Vitamin D deficiency and length of pediatric intensive care unit stay: a prospective observational study

Abstract

Background

Due to the limited data available in the pediatric population and lack of interventional studies to show that administration of vitamin D indeed improves clinical outcomes, opinion is still divided as to whether it is just an innocent bystander or a marker of severe disease. Our objective was therefore to estimate the prevalence of vitamin D deficiency in children admitted to intensive care unit (ICU) and to examine its association with duration of ICU stay and other key clinical outcomes

Methods

We prospectively enrolled children aged 1 month–17 years admitted to the ICU over a period of 8 months ( n  = 101).
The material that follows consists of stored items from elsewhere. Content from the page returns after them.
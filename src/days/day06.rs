//! Day 6: Guard Gallivant.
//!
//! Deterministic guard simulation over a fixed map. The guard state is
//! `(cell, facing)`; each step either moves forward or, when blocked, turns
//! right in place. Since the state space is finite, a walk either leaves the
//! map or revisits a state.
//!
//! Key optimizations:
//! - Linear cell indices instead of coordinate tuples
//! - One byte per cell as a 4-bit mask of facings already seen
//! - Candidate obstructions are simulated in parallel with rayon

use std::time::Instant;

use rayon::prelude::*;
use tracing::debug;

use crate::error::PuzzleError;
use crate::geometry::{offset, turn_right, Direction};
use crate::grid::Grid;
use crate::{Answers, Part, Solver};

/// Number of facings per cell; also the step cap multiplier.
const FACINGS: usize = 4;

pub struct GuardGallivant;

impl Solver for GuardGallivant {
    fn day(&self) -> u8 {
        6
    }

    fn title(&self) -> &'static str {
        "Guard Gallivant"
    }

    fn solve(&self, input: &str) -> Result<Answers, PuzzleError> {
        let map = PatrolMap::parse(input)?;
        let visited = count_visited(&map)?;
        let loops = count_loop_obstructions(&map);
        Ok(Answers::new(
            Part::new("Distinct positions visited", visited as u64),
            Part::new("Obstruction positions causing a loop", loops as u64),
        ))
    }
}

#[derive(Clone, Copy, Debug, PartialEq, Eq)]
pub enum Tile {
    Open,
    Obstacle,
}

/// The lab map plus the guard's starting state.
#[derive(Clone, Debug)]
pub struct PatrolMap {
    pub grid: Grid<Tile>,
    pub start: usize,
    pub facing: Direction,
}

impl PatrolMap {
    /// Parses a map of `.`, `#` and exactly one guard glyph (`^ > v <`).
    pub fn parse(input: &str) -> Result<Self, PuzzleError> {
        let mut start = None;
        let grid = Grid::parse(input, |ch, row, col| match ch {
            '.' => Ok(Tile::Open),
            '#' => Ok(Tile::Obstacle),
            _ => match Direction::from_glyph(ch) {
                Some(direction) => {
                    start.get_or_insert((row, col, direction));
                    Ok(Tile::Open)
                }
                None => Err(PuzzleError::UnexpectedChar { ch, row, col }),
            },
        })?;

        let (row, col, facing) = start.ok_or(PuzzleError::MissingStart)?;
        Ok(Self {
            start: grid.coord_to_idx(row, col),
            grid,
            facing,
        })
    }

    /// Step cap for a single walk: every `(cell, facing)` state once.
    pub fn max_steps(&self) -> usize {
        self.grid.area() * FACINGS
    }
}

/// How a walk ended.
#[derive(Clone, Copy, Debug, PartialEq, Eq)]
pub enum Outcome {
    /// The next step would leave the map.
    Exited,
    /// A `(cell, facing)` state repeated.
    Looped,
    /// The step cap was reached without either of the above.
    StepLimit,
}

/// Result of one simulated patrol.
pub struct Walk {
    pub outcome: Outcome,
    /// `seen[cell]` is a bitmask of the facings held while on `cell`.
    seen: Vec<u8>,
}

impl Walk {
    pub fn visited(&self, cell_index: usize) -> bool {
        self.seen[cell_index] != 0
    }

    pub fn visited_count(&self) -> usize {
        self.seen.iter().filter(|&&mask| mask != 0).count()
    }
}

/// Simulates the guard, treating `obstruction` (if any) as an extra obstacle.
pub fn walk(map: &PatrolMap, obstruction: Option<usize>, max_steps: usize) -> Walk {
    let grid = &map.grid;
    let mut seen = vec![0u8; grid.area()];
    let mut position = map.start;
    let mut facing = map.facing;
    seen[position] |= 1 << facing.index();

    for _ in 0..max_steps {
        let Some(ahead) = grid.step(position, offset(facing)) else {
            return Walk {
                outcome: Outcome::Exited,
                seen,
            };
        };

        if grid[ahead] == Tile::Obstacle || Some(ahead) == obstruction {
            facing = turn_right(facing);
        } else {
            position = ahead;
        }

        let bit = 1 << facing.index();
        if seen[position] & bit != 0 {
            return Walk {
                outcome: Outcome::Looped,
                seen,
            };
        }
        seen[position] |= bit;
    }

    Walk {
        outcome: Outcome::StepLimit,
        seen,
    }
}

/// Number of distinct cells the guard covers before leaving the map.
pub fn count_visited(map: &PatrolMap) -> Result<usize, PuzzleError> {
    let patrol = walk(map, None, map.max_steps());
    match patrol.outcome {
        Outcome::Exited => {
            debug!("visited positions:\n{}", render_visited(map, &patrol));
            Ok(patrol.visited_count())
        }
        Outcome::Looped | Outcome::StepLimit => Err(PuzzleError::GuardTrapped),
    }
}

/// Returns `true` if obstructing `cell_index` traps the guard in a loop.
pub fn causes_loop(map: &PatrolMap, cell_index: usize) -> bool {
    walk(map, Some(cell_index), map.max_steps()).outcome == Outcome::Looped
}

/// Counts open, non-start cells where a single new obstruction makes the
/// guard loop forever.
pub fn count_loop_obstructions(map: &PatrolMap) -> usize {
    let candidates: Vec<usize> = map
        .grid
        .positions(|&tile| tile == Tile::Open)
        .filter(|&cell| cell != map.start)
        .collect();

    let started = Instant::now();
    let loops = candidates
        .par_iter()
        .filter(|&&cell| causes_loop(map, cell))
        .count();

    debug!(
        tested = candidates.len(),
        loops,
        elapsed = ?started.elapsed(),
        "obstruction search finished"
    );
    loops
}

/// Draws the map with visited cells as `X`.
pub fn render_visited(map: &PatrolMap, patrol: &Walk) -> String {
    map.grid.render(|idx, tile| match tile {
        _ if patrol.visited(idx) => 'X',
        Tile::Obstacle => '#',
        Tile::Open => '.',
    })
}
The primary objectives were to estimate the prevalence of vitamin D deficiency (serum 25 (OH) <20 ng/mL) at ‘admission’ and to examine its association with length of ICU stay

Results

The prevalence of vitamin D deficiency was 74 % (95 % CI: 65–88). The median (IQR) duration of ICU stay was significantly longer in ‘vitamin D deficient’ children (7 days; 2–12) than in those with ‘no vitamin D deficiency’ (3 days; 2–5; p  = 0.006). On multivariable analysis, the association between length of ICU stay and vitamin D deficiency remained significant, even after adjusting for key baseline variables, diagnosis, illness severity (PIM-2), PELOD, and need for fluid boluses, ventilation, inotropes and mortality [adjusted mean difference (95 % CI): 3.5 days (0.50–6.53); p  = 0.024]

Conclusions

We observed a high prevalence of vitamin D deficiency in critically ill children in our study population. Vitamin D deficient children had a longer duration of ICU stay as compared to others.